With heavyweights like South African pubcaster SABC, France’s Canal Plus Group, and global distributor Cote Ouest Audiovisual all looking to bridge the divide between French- and English-speaking markets, opportunities are emerging for dubbing companies to scale the language barrier.
Markus Davies of South Africa’s Urban Brew Studios — which has built its own dubbing facilities — said as the continent’s TV space begins to shrink, companies looking to provide “turnkey solutions” need to cross the linguistic divide.
“For the last 28 years, [the South African industry] was focusing purely on content with a South African perspective,” he said. But as local companies begin to embrace the pan-African market, “a South African facility has got to have the ability to provide a comprehensive solution,” and not be hampered by language.
With 11 official languages to contend with, South African production companies and broadcasters have historically had experience in the market. But on a continent of 1 billion people and as many as 3,000 languages, Africa is a virtual Babel offering a host of opportunities for content producers looking to reach new audiences.
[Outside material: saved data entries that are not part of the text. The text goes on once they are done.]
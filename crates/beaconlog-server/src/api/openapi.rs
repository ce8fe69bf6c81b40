//! OpenAPI specification for the beaconlog API.
//!
//! Swagger UI serves the document at `/api/openapi.json` and renders it at
//! `/docs`; the `gen-openapi` binary writes it to disk.

use beaconlog_core::{
    BackupInfo, PreflightReport, RotationOutcome, ScanState, StartReport, StopReport,
    ToggleOutcome,
};
use utoipa::OpenApi;

use super::backups::BackupListResponse;
use super::error::ErrorResponse;
use super::health::HealthResponse;
use super::preflight::LocationPromptResponse;
use super::session::SessionResponse;
use crate::ui::Notice;

/// The specification as pretty-printed JSON.
///
/// # Errors
///
/// Returns an error if the document cannot be serialized.
pub fn get_openapi_json() -> Result<String, serde_json::Error> {
    ApiDoc::openapi().to_pretty_json()
}

/// OpenAPI document for beaconlog.
#[derive(OpenApi)]
#[openapi(
    info(
        title = "beaconlog API",
        version = "0.1.0",
        description = r#"
# beaconlog API

beaconlog records every beacon it ranges into a local SQLite database.

## Overview

A session is driven by one control:

1. **Start**: the preflight checks the radio, location permission and location
   services, then ranging begins and every detection is stored with a
   timestamp.
2. **Stop**: ranging ends, the live database is copied to a timestamped backup
   and the live table is cleared.

Backups can be listed and downloaded. Recent notices, the control label and the
foreground notification are part of the session state.
"#,
        license(name = "MIT", url = "https://opensource.org/licenses/MIT")
    ),
    servers(
        (url = "/", description = "Local beaconlog daemon")
    ),
    tags(
        (name = "system", description = "Health checks"),
        (name = "session", description = "Start and stop scan sessions"),
        (name = "preflight", description = "Radio, permission and location checks"),
        (name = "backups", description = "Database backups written on stop")
    ),
    paths(
        super::health::health_check,
        super::session::get_session,
        super::session::toggle_session,
        super::session::start_session,
        super::session::stop_session,
        super::preflight::run_preflight,
        super::preflight::accept_location_prompt,
        super::preflight::dismiss_location_prompt,
        super::backups::list_backups,
        super::backups::download_backup,
    ),
    components(
        schemas(
            ErrorResponse,
            HealthResponse,
            // Session types
            ScanState,
            SessionResponse,
            Notice,
            StartReport,
            StopReport,
            ToggleOutcome,
            // Preflight types
            PreflightReport,
            LocationPromptResponse,
            // Backup types
            RotationOutcome,
            BackupInfo,
            BackupListResponse,
        )
    )
)]
pub struct ApiDoc;

#[cfg(test)]
mod tests {
    use super::*;

    #[test]
    fn test_openapi_spec_generation() {
        let spec = ApiDoc::openapi();
        assert_eq!(spec.info.title, "beaconlog API");
        assert!(spec.paths.paths.contains_key("/api/session/toggle"));
        assert!(spec.paths.paths.contains_key("/api/backups/{name}"));
    }

    #[test]
    fn test_openapi_json_serialization() {
        let json = get_openapi_json().unwrap();
        assert!(json.contains("\"openapi\":"));
        assert!(json.contains("\"beaconlog API\""));
    }
}
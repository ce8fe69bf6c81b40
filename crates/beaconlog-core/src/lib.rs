//! # beaconlog-core
//!
//! Core logic for beaconlog, a Bluetooth LE beacon logger.
//!
//! This crate provides:
//! - Await-style wrappers over one-shot platform requests (enable radio,
//!   permission prompts)
//! - A sequential preflight before scanning
//! - Range batch to SQLite row persistence with a shared batch timestamp
//! - Snapshot-and-clear rotation of the live database
//! - The Idle/Scanning session state machine
//!
//! ## Architecture
//!
//! - [`broker`] - Request ids and futures for platform callbacks
//! - [`permissions`] - Radio, location permission and location service checks
//! - [`pipeline`] - Range notifier to storage writer
//! - [`rotation`] - Backup and clear of the live database
//! - [`session`] - Start/stop orchestration
//! - [`platform`] - Host platform traits and the BlueZ implementation
//! - [`bluetooth`] - iBeacon parsing, regions and the ranging stack
//! - [`clock`] - Local and SNTP-corrected time
//! - [`storage`] - The `beacons` table
//! - [`config`] - Configuration loading and validation
//! - [`ui`] - Events for the UI-owning task
//! - [`error`] - Unified error types for the crate
//! - [`types`] - Shared row types and OpenAPI schemas

#![forbid(unsafe_code)]
#![warn(clippy::all, clippy::pedantic, clippy::nursery)]
#![warn(missing_docs)]

pub mod bluetooth;
pub mod broker;
pub mod clock;
pub mod config;
pub mod error;
#[cfg(any(test, feature = "mock-bluetooth", not(feature = "bluetooth")))]
pub mod mock;
pub mod permissions;
pub mod pipeline;
pub mod platform;
pub mod rotation;
pub mod session;
pub mod storage;
pub mod types;
pub mod ui;

// Re-export primary types for convenience
#[cfg(feature = "bluetooth")]
pub use bluetooth::BluezRanging;
pub use bluetooth::{Beacon, BluetoothError, BluetoothResult, RangingSource, Region};
pub use broker::{
    ActivityResult, AsyncResultBroker, BrokerError, PermissionResult, RequestId, RequestKind,
    ResultCode, ResultDispatcher,
};
pub use clock::{Clock, ClockError, FixedClock, NetworkClock, SystemClock};
pub use config::{
    default_config_path, ClockConfig, Config, ConfigError, ConfigResult, ScanConfig,
    ServerConfig, SessionConfig, StorageConfig,
};
pub use error::{BeaconLogError, Result};
#[cfg(any(test, feature = "mock-bluetooth", not(feature = "bluetooth")))]
pub use mock::{MockPlatform, MockRanging};
pub use permissions::{PermissionGate, PreflightReport};
pub use pipeline::BeaconObservationPipeline;
#[cfg(feature = "bluetooth")]
pub use platform::BluezPlatform;
pub use platform::{ActivityHost, ActivityRequest, DeviceStatus, Grant, Permission};
pub use rotation::{BackupInfo, RotationOutcome, StorageRotation};
pub use session::{ScanSessionController, ScanState, StartReport, StopReport, ToggleOutcome};
pub use storage::{default_data_dir, BeaconStore, StorageError};
pub use types::{BeaconObservation, NewObservation};
pub use ui::{UiEvent, UiHandle};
While many African languages are spoken by minority ethnic groups, others — such as Swahili and Hausa — have a potential reach in the tens of millions. Even smaller niche auds are becoming attractive to broadcasters as the African TV market evolves.
“Because of the digital migration, it changes the way we can access people,” said Caroline Mbindyo of Nairobi-based African Voices Dubbing Co., which began operations this year. “We already have radio in various dialects. So, give them TV.”
Last month, Kenya saw the launch of its first TV station in Kikuyu, a language spoken by more than 6 million people. Major pay-TV players like South Africa’s DStv and China’s StarTimes are increasingly launching indigenous-language channels, such as DStv’s popular Africa Magic Hausa and StarTimes’ Bollywood Luganda.
Mbindyo told independent producers looking to sell their content at Discop that “dubbing needs to be part of the budget conversation from the start.”
“If you have one series that has the potential to be sold to 10 broadcasters … you’re going to make up the margins in the end,” she said. “It feels expensive at first, but bottom line is it’s going to open you up to a whole new market.”